En “Foto familiar”, como el mismo título dice, se retrata la imagen de los miembros de la familia y hay un juego de los ritmos en el que la pasividad de la madre se recrea en el uso mayoritario del yambo (pie de sílaba débil seguida de una fuerte, color rojo) que contrasta con el anfíbraco (pie de sílaba débil, seguida de una fuerte, seguida de una débil, color amarillo) que constituye la imagen del padre sonriendo y los troqueos (pie de sílaba fuerte seguida de débil, color azul) que giran en torno a los juicios del hijo sobre la imagen paterna. Adjunto la imagen:
Tabla rítmica de «Foto familiar»
Como
bien se observa, el único anapesto (dos sílabas débiles seguida de una fuerte, azul
fuerte) constituye la imagen de la voz poética. Además, se alinea a la
izquierda en contraste, haciendo eco a la no permanencia. Se desconoce en su
estirpe. La recreación de retrato es una prueba del valor de la imagen en la
poesía.
Es
así que, a través del uso del ritmo y la ausencia de dificultad sintáctica,
surge la imagen que nos desnuda una voz poética atrapada en una red de culpas,
desencuentros y fallas. El empleo moderado de la metáfora cristalizará todo
esto:
Tu cuerpo recreaba
las líneas de la ciudad
donde siempre me sentí de paso.
Forastero de un cuerpo que no le pertenece, de una ciudad que no es la suya, de una familia que le resulta ajena. La voz poética, entonces, corresponde a una identidad titubeante que no alcanza la plenitud de los extremos de la dicotomía: demasiado afeminado para romperle el corazón a un hombre, y para que se lo rompan.
El
sujeto lírico no es libre, el espacio de la poesía se convierte en un
confesionario: no siempre hay denuncia ‒cuando la hay se dirige hacia ese
“dios” que también titubea en su identidad‒, puesto que él se sabe “erróneo”,
la falla del sistema: el martirio y la lucha en contra ya no solo del deseo
sino de algo suyo que no quisiera descubrir a los otros, pero que resulta
inevitable. Lo flagelan ‒con la culpa, el rechazo, la indiferencia‒ y se
flagela. El culmen recae en la negativa frente a la procreación. Hay una línea
estrecha entre sexualidad y erotismo, pero el abismo de esa brecha es inmenso: lo
sexual consiste en arraigar raíces en la estirpe, el erotismo, placer por
placer… el derroche, el vacío, pulsión de muerte. La perversión de destruir una
línea que debe perpetuarse:
Planeo llenar de vergüenza
a todos mis antepasados
siendo el primero
en dejarlos sin futuro.
Es esta la destrucción
que el padre adjudica a su hijo. Excesivo sería dejarle a cargo un martillo, lo
que queda es recoger los escombros (como la abuela) de lo que se arruina: “Que
un hombre / sobre otro hombre / no hace una familia”. En “Otras familias”, la
ausencia de hijos representa el castigo hacia una perversión (justo este poema
me recordó Miedo de Cano, la pederastia disimulada, simbólica). Dios
ahí, testigo pusilánime, o no.
La
poesía siempre ha sido depósito del sujeto: se llena de aquello que debe
externarse, porque si no se vuelve patología, o quizá ya lo sea (lo más seguro).
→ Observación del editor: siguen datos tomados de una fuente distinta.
use std::collections::BTreeMap;
use std::sync::Arc;

use async_trait::async_trait;
use reqwest::Client;
use secrecy::ExposeSecret;
use tracing::instrument;

use super::{send_authenticated, ProtocolAdapter, RawProviderResponse};
use crate::credentials::{AuthMaterial, CredentialBroker};
use crate::directory::{ProtocolVariant, ProviderProfile};
use crate::error::{EligibilityError, EngineResult};
use crate::models::EligibilityQuery;
use crate::procedures::service_type_code;

const DEFAULT_SOAP_ACTION: &str = "RealTimeTransaction";
const DEFAULT_PATH: &str = "/rtx/eligibility";
const RESPONSE_ELEMENT: &str = "EligibilityResponse";

/// Child elements of the `EligibilityResponse` body node, by local name
#[derive(Debug, Clone, Default, PartialEq, Eq)]
pub struct SoapEligibility {
    fields: BTreeMap<String, String>,
}

impl SoapEligibility {
    pub fn from_fields<I, K, V>(fields: I) -> Self
    where
        I: IntoIterator<Item = (K, V)>,
        K: Into<String>,
        V: Into<String>,
    {
        Self {
            fields: fields.into_iter().map(|(k, v)| (k.into(), v.into())).collect(),
        }
    }

    pub fn field(&self, name: &str) -> Option<&str> {
        self.fields.get(name).map(String::as_str).filter(|v| !v.is_empty())
    }
}

/// Real-time eligibility over a SOAP envelope
pub struct SoapAdapter {
    http: Client,
    broker: Arc<CredentialBroker>,
}

impl SoapAdapter {
    pub fn new(http: Client, broker: Arc<CredentialBroker>) -> Self {
        Self { http, broker }
    }
}

#[async_trait]
impl ProtocolAdapter for SoapAdapter {
    fn protocol(&self) -> ProtocolVariant {
        ProtocolVariant::Soap
    }

    #[instrument(skip_all, fields(provider_id = %provider.id))]
    async fn query_eligibility(
        &self,
        provider: &ProviderProfile,
        query: &EligibilityQuery,
    ) -> EngineResult<RawProviderResponse> {
        let url = provider.url(provider.endpoints.eligibility.as_deref().unwrap_or(DEFAULT_PATH));
        let action = provider.soap_action.as_deref().unwrap_or(DEFAULT_SOAP_ACTION);

        let response = send_authenticated(&self.broker, provider, |auth| {
            auth.apply(self.http.post(&url))
                .header(reqwest::header::CONTENT_TYPE, "text/xml; charset=utf-8")
                .header("SOAPAction", action)
                .body(build_envelope(query, auth))
        })
        .await?;
        let body = response.text().await?;
        Ok(RawProviderResponse::Soap(parse_envelope(&body)?))
    }
}

/// Build the request envelope. Basic credentials travel in a WS-Security
/// UsernameToken as well as the transport header.
pub fn build_envelope(query: &EligibilityQuery, auth: &AuthMaterial) -> String {
    let security = match auth {
        AuthMaterial::Basic { username, password } => format!(
            "<soap:Header><wsse:Security xmlns:wsse=\"http://docs.oasis-open.org/wss/2004/01/oasis-200401-wss-wssecurity-secext-1.0.xsd\">\
<wsse:UsernameToken><wsse:Username>{}</wsse:Username><wsse:Password>{}</wsse:Password></wsse:UsernameToken>\
</wsse:Security></soap:Header>",
            xml_escape(username),
            xml_escape(password.expose_secret())
        ),
        _ => String::new(),
    };

    format!(
        "<?xml version=\"1.0\" encoding=\"UTF-8\"?>\
<soap:Envelope xmlns:soap=\"http://schemas.xmlsoap.org/soap/envelope/\">{security}<soap:Body>\
<RealTimeTransaction xmlns=\"http://availity.com/rtx\">\
<PayerID>{}</PayerID><ProviderID>{}</ProviderID>\
<PatientFirstName>{}</PatientFirstName><PatientLastName>{}</PatientLastName>\
<PatientDOB>{}</PatientDOB><MemberID>{}</MemberID><ServiceType>{}</ServiceType>\
</RealTimeTransaction></soap:Body></soap:Envelope>",
        xml_escape(&query.payer_id),
        xml_escape(&query.requesting_provider_id),
        xml_escape(&query.patient.first_name),
        xml_escape(&query.patient.last_name),
        query.patient.dob.format("%Y-%m-%d"),
        xml_escape(&query.member_id),
        service_type_code(&query.procedure_code),
    )
}

/// Extract the `EligibilityResponse` node from a response envelope.
pub fn parse_envelope(xml: &str) -> EngineResult<SoapEligibility> {
    let document = roxmltree::Document::parse(xml)
        .map_err(|e| EligibilityError::MalformedResponse(format!("invalid SOAP XML: {e}")))?;

    if let Some(fault) = document.descendants().find(|n| n.tag_name().name() == "Fault") {
        let reason = fault
            .descendants()
            .find(|n| n.tag_name().name() == "faultstring")
            .and_then(|n| n.text())
            .unwrap_or("unspecified fault");
        return Err(EligibilityError::MalformedResponse(format!("SOAP fault: {}", reason.trim())));
    }

    let node = document
        .descendants()
        .find(|n| n.tag_name().name() == RESPONSE_ELEMENT)
        .ok_or_else(|| EligibilityError::MalformedResponse(format!("missing {RESPONSE_ELEMENT} element")))?;

    let fields = node
        .children()
        .filter(roxmltree::Node::is_element)
        .map(|child| {
            (
                child.tag_name().name().to_string(),
                child.text().map(str::trim).unwrap_or_default().to_string(),
            )
        });
    Ok(SoapEligibility::from_fields(fields))
}

fn xml_escape(value: &str) -> String {
    let mut escaped = String::with_capacity(value.len());
    for c in value.chars() {
        match c {
            '&' => escaped.push_str("&amp;"),
            '<' => escaped.push_str("&lt;"),
            '>' => escaped.push_str("&gt;"),
            '"' => escaped.push_str("&quot;"),
            '\'' => escaped.push_str("&apos;"),
            other => escaped.push(other),
        }
    }
    escaped
}

#[cfg(test)]
mod tests {
    use super::*;
    use crate::credentials::{SecretKind, StaticCredentialStore};
    use crate::directory::AuthScheme;
    use crate::models::PatientDemographics;
    use chrono::NaiveDate;
    use mockito::Matcher;
    use secrecy::SecretString;

    const RESPONSE: &str = r#"<?xml version="1.0"?>
<soap:Envelope xmlns:soap="http://schemas.xmlsoap.org/soap/envelope/">
  <soap:Body>
    <EligibilityResponse xmlns="http://availity.com/rtx">
      <Status>Active</Status>
      <EffectiveDate>2024-01-01</EffectiveDate>
      <ServiceType>23</ServiceType>
      <CoveragePercent>100</CoveragePercent>
      <Copay>0</Copay>
      <AnnualDeductible>1500</AnnualDeductible>
      <RemainingDeductible>900</RemainingDeductible>
    </EligibilityResponse>
  </soap:Body>
</soap:Envelope>"#;

    fn query() -> EligibilityQuery {
        EligibilityQuery {
            payer_id: "aetna".into(),
            member_id: "M<1>".into(),
            procedure_code: "D0120".into(),
            patient: PatientDemographics {
                first_name: "Jane".into(),
                last_name: "O'Doe".into(),
                dob: NaiveDate::from_ymd_opt(1985, 4, 12).unwrap(),
            },
            requesting_provider_id: "1234567890".into(),
        }
    }

    #[test]
    fn test_envelope_escapes_values_and_carries_token() {
        let auth = AuthMaterial::Basic {
            username: "svc".into(),
            password: Arc::new(SecretString::new("p&ss".into())),
        };
        let envelope = build_envelope(&query(), &auth);
        assert!(envelope.contains("<MemberID>M&lt;1&gt;</MemberID>"));
        assert!(envelope.contains("<PatientLastName>O&apos;Doe</PatientLastName>"));
        assert!(envelope.contains("<wsse:Password>p&amp;ss</wsse:Password>"));
        assert!(envelope.contains("<ServiceType>23</ServiceType>"));
        roxmltree::Document::parse(&envelope).unwrap();
    }

    #[test]
    fn test_parse_response_fields() {
        let parsed = parse_envelope(RESPONSE).unwrap();
        assert_eq!(parsed.field("Status"), Some("Active"));
        assert_eq!(parsed.field("RemainingDeductible"), Some("900"));
        assert_eq!(parsed.field("TerminationDate"), None);
    }

    #[test]
    fn test_missing_response_node_is_malformed() {
        let xml = r#"<soap:Envelope xmlns:soap="http://schemas.xmlsoap.org/soap/envelope/"><soap:Body/></soap:Envelope>"#;
        assert!(matches!(parse_envelope(xml), Err(EligibilityError::MalformedResponse(_))));
        assert!(matches!(parse_envelope("not xml"), Err(EligibilityError::MalformedResponse(_))));
    }

    #[test]
    fn test_fault_is_malformed() {
        let xml = r#"<soap:Envelope xmlns:soap="http://schemas.xmlsoap.org/soap/envelope/"><soap:Body>
<soap:Fault><faultcode>soap:Server</faultcode><faultstring>Payer offline</faultstring></soap:Fault>
</soap:Body></soap:Envelope>"#;
        match parse_envelope(xml) {
            Err(EligibilityError::MalformedResponse(msg)) => assert!(msg.contains("Payer offline")),
            other => panic!("unexpected {other:?}"),
        }
    }

    #[tokio::test]
    async fn test_adapter_posts_envelope_with_action() {
        let mut server = mockito::Server::new_async().await;
        let mock = server
            .mock("POST", "/rtx/eligibility")
            .match_header("soapaction", "http://availity.com/rtx/RealTimeTransaction")
            .match_body(Matcher::Regex("<wsse:Username>svc</wsse:Username>".into()))
            .with_status(200)
            .with_header("content-type", "text/xml")
            .with_body(RESPONSE)
            .create_async()
            .await;

        let store = StaticCredentialStore::new()
            .with("availity", SecretKind::Username, "svc")
            .with("availity", SecretKind::Password, "pw");
        let broker = CredentialBroker::new(Client::new(), Arc::new(store), chrono::Duration::seconds(60));
        let adapter = SoapAdapter::new(Client::new(), Arc::new(broker));
        let mut provider = ProviderProfile::new(
            "availity",
            "Availity",
            ProtocolVariant::Soap,
            AuthScheme::Basic,
            server.url(),
        );
        provider.soap_action = Some("http://availity.com/rtx/RealTimeTransaction".into());

        let raw = adapter.query_eligibility(&provider, &query()).await.unwrap();
        match raw {
            RawProviderResponse::Soap(soap) => assert_eq!(soap.field("CoveragePercent"), Some("100")),
            other => panic!("unexpected {other:?}"),
        }
        mock.assert_async().await;
    }
}
use thiserror::Error;

#[derive(Error, Debug)]
pub enum CryptoError {
    #[error("Invalid key length: expected at least {expected}, got {got}")]
    InvalidKeyLength { expected: usize, got: usize },

    #[error("Signing secret not configured: {0}")]
    MissingSecret(String),

    #[error("Invalid signed envelope format: {0}")]
    InvalidFormat(String),

    #[error("Signature verification failed")]
    SignatureVerificationFailed,

    #[error("Random generation failed")]
    RandomFailed,
}

pub type CryptoResult<T> = Result<T, CryptoError>;
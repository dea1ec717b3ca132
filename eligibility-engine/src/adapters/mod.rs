//! Protocol adapters.
//!
//! Each adapter turns an [`EligibilityQuery`] into one provider-specific
//! exchange and returns the provider's answer as a [`RawProviderResponse`].
//! Normalization into the canonical model happens later, in one place.

pub mod fhir;
pub mod rest;
pub mod soap;
pub mod x12;

use std::collections::HashMap;
use std::sync::Arc;

use async_trait::async_trait;
use reqwest::{RequestBuilder, Response, StatusCode};
use tracing::warn;

use crate::credentials::{AuthMaterial, CredentialBroker};
use crate::directory::{ProtocolVariant, ProviderProfile};
use crate::error::{EligibilityError, EngineResult};
use crate::models::EligibilityQuery;

pub use fhir::{FhirAdapter, FhirEligibility};
pub use rest::{RestJsonAdapter, RestPayload, RestShape};
pub use soap::{SoapAdapter, SoapEligibility};
pub use x12::{EdiTransport, UnroutedTransport, X12Adapter, X12Eligibility};

/// Provider answer before normalization
#[derive(Debug, Clone)]
pub enum RawProviderResponse {
    Fhir(FhirEligibility),
    X12(X12Eligibility),
    Soap(SoapEligibility),
    RestJson(RestPayload),
}

impl RawProviderResponse {
    pub fn protocol(&self) -> ProtocolVariant {
        match self {
            Self::Fhir(_) => ProtocolVariant::Fhir,
            Self::X12(_) => ProtocolVariant::X12,
            Self::Soap(_) => ProtocolVariant::Soap,
            Self::RestJson(_) => ProtocolVariant::RestJson,
        }
    }
}

/// One wire protocol for eligibility queries
#[async_trait]
pub trait ProtocolAdapter: Send + Sync {
    fn protocol(&self) -> ProtocolVariant;

    async fn query_eligibility(
        &self,
        provider: &ProviderProfile,
        query: &EligibilityQuery,
    ) -> EngineResult<RawProviderResponse>;
}

/// Adapters available to the orchestrator, one per protocol
#[derive(Clone, Default)]
pub struct AdapterSet {
    adapters: HashMap<ProtocolVariant, Arc<dyn ProtocolAdapter>>,
}

impl AdapterSet {
    pub fn new() -> Self {
        Self::default()
    }

    /// Register an adapter, replacing any previous one for the same protocol.
    pub fn register(&mut self, adapter: Arc<dyn ProtocolAdapter>) {
        self.adapters.insert(adapter.protocol(), adapter);
    }

    pub fn with(mut self, adapter: Arc<dyn ProtocolAdapter>) -> Self {
        self.register(adapter);
        self
    }

    pub fn contains(&self, protocol: ProtocolVariant) -> bool {
        self.adapters.contains_key(&protocol)
    }

    pub fn get(&self, protocol: ProtocolVariant) -> EngineResult<Arc<dyn ProtocolAdapter>> {
        self.adapters
            .get(&protocol)
            .cloned()
            .ok_or_else(|| EligibilityError::Configuration(format!("no adapter registered for {protocol}")))
    }
}

/// Send an authenticated request, re-acquiring credentials once on 401.
///
/// `build` is called once per attempt so the request can be rebuilt with the
/// fresh credential. A second 401 means the credentials are wrong, not stale.
pub(crate) async fn send_authenticated<F>(
    broker: &CredentialBroker,
    provider: &ProviderProfile,
    build: F,
) -> EngineResult<Response>
where
    F: Fn(&AuthMaterial) -> RequestBuilder,
{
    let auth = require_credentials(broker, provider).await?;
    let response = build(&auth).send().await?;
    if response.status() != StatusCode::UNAUTHORIZED {
        return ensure_success(response);
    }

    warn!(provider_id = %provider.id, "Provider rejected credential, re-acquiring once");
    broker.invalidate(&provider.id);
    let auth = require_credentials(broker, provider).await?;
    let response = build(&auth).send().await?;
    if response.status() == StatusCode::UNAUTHORIZED {
        return Err(EligibilityError::AuthenticationFailure(format!(
            "{} rejected freshly acquired credentials",
            provider.id
        )));
    }
    ensure_success(response)
}

async fn require_credentials(broker: &CredentialBroker, provider: &ProviderProfile) -> EngineResult<AuthMaterial> {
    broker.acquire(provider).await?.ok_or_else(|| {
        EligibilityError::AuthenticationFailure(format!("no credentials configured for {}", provider.id))
    })
}

fn ensure_success(response: Response) -> EngineResult<Response> {
    let status = response.status();
    if status.is_success() {
        Ok(response)
    } else {
        Err(EligibilityError::from_status(status))
    }
}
Reconstruir la imagen por medio de la palabra es arduo: Graciano lo hace con
éxito ‒lo cual no libra de lo amargo de la desesperanza que se retrata‒. Uno puede encontrar catarsis aquí. Se denuncia
un sistema cruel, despiadado, capaz de negarle una identidad al sujeto, y el
sujeto sin identidad es nada. Los discursos yacen en todos lados, listos para
desgarrar: ¿cómo enfrentarse a ellos? A veces uno se desvanece ante el intento.
La literatura queer ha marcado un camino ‒importantísimo‒ hacia un
encuentro, hacia la revolución contra un sistema patriarcal que afecta a tantas
y tantos… pero a veces no basta. A veces uno se sabe derrotado, sin lugar, con
la cuerda en el árbol llamándonos, con el padre aguardando con la mirada severa…
esperando a que seamos el “arquetipo” que nos corresponde.
César Graciano, Arquetipos. Anverso, Ciudad Juárez, 2019, 23 pp. [Colección Museo vivo].